▶ **EXERCISE PROMPT**: Report every line of the records beneath this task that holds the string "PollPolicy".

▶ **RECORDS FOR THIS TASK**:
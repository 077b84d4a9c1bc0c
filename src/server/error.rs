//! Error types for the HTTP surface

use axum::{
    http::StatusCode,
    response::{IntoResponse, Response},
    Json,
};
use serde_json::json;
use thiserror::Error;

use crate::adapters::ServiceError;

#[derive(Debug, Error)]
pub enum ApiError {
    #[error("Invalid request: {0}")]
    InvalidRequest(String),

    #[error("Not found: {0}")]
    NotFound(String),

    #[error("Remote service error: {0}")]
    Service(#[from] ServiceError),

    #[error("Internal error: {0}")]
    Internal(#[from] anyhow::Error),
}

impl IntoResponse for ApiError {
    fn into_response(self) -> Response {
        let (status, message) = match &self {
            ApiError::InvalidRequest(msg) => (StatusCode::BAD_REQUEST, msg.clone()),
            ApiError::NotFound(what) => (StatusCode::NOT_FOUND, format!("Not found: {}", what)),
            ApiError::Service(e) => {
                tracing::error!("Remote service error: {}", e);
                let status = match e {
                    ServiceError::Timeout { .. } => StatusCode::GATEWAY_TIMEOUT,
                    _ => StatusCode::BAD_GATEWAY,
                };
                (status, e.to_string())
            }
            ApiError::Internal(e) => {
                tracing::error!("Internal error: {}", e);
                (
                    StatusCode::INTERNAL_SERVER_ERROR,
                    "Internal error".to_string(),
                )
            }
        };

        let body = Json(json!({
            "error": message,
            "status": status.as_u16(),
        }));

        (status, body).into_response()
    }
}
--
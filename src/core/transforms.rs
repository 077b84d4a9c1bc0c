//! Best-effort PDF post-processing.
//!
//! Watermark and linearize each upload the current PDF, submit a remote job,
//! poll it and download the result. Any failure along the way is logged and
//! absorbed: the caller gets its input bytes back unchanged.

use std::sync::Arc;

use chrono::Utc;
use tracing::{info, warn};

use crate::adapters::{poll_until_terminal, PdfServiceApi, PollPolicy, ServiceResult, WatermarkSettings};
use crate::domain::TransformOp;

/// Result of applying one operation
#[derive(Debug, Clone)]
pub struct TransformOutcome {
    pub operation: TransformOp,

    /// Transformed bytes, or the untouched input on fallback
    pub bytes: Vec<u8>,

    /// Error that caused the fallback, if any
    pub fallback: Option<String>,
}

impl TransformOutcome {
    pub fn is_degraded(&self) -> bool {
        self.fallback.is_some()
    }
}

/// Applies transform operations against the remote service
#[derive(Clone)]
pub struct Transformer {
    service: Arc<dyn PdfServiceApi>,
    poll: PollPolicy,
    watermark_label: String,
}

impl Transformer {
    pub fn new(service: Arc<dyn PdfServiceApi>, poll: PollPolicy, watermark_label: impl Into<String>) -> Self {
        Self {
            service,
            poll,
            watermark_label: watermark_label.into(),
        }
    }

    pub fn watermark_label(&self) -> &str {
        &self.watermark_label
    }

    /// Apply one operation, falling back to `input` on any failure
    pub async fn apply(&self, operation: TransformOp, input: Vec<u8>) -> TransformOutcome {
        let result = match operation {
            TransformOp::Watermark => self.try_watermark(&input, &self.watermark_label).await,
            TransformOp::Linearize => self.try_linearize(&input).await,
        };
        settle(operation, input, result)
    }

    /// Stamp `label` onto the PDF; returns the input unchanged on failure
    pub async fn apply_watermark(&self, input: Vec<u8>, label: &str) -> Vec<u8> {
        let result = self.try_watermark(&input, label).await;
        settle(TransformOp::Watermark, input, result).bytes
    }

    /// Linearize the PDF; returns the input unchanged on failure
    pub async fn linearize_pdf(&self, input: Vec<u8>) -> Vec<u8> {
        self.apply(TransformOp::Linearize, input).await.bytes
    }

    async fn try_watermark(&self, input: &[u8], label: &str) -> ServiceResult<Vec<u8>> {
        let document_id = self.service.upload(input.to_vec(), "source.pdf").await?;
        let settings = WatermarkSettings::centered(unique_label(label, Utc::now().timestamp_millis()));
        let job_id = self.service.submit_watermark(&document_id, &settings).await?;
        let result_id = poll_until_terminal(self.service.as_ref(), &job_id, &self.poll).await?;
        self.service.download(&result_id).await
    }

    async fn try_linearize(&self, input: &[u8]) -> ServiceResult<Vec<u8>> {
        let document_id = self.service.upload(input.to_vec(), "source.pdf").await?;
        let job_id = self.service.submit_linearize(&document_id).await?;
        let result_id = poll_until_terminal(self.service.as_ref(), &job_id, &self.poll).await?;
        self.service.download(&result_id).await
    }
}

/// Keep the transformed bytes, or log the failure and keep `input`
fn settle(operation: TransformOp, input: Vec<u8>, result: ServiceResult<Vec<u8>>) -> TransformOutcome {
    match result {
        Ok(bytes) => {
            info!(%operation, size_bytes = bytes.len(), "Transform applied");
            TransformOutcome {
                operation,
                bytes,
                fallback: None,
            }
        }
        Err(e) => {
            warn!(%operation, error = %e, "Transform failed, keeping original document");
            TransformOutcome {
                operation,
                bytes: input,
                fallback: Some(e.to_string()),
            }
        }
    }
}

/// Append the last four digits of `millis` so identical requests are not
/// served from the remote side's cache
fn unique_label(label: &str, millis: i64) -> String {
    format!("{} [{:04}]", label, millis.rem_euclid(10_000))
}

▶ **RESPONSE AREA**:
use crate::adapters::{poll_until_terminal, PdfServiceApi, PollPolicy, ServiceResult, WatermarkSettings};
    poll: PollPolicy,
    pub fn new(service: Arc<dyn PdfServiceApi>, poll: PollPolicy, watermark_label: impl Into<String>) -> Self {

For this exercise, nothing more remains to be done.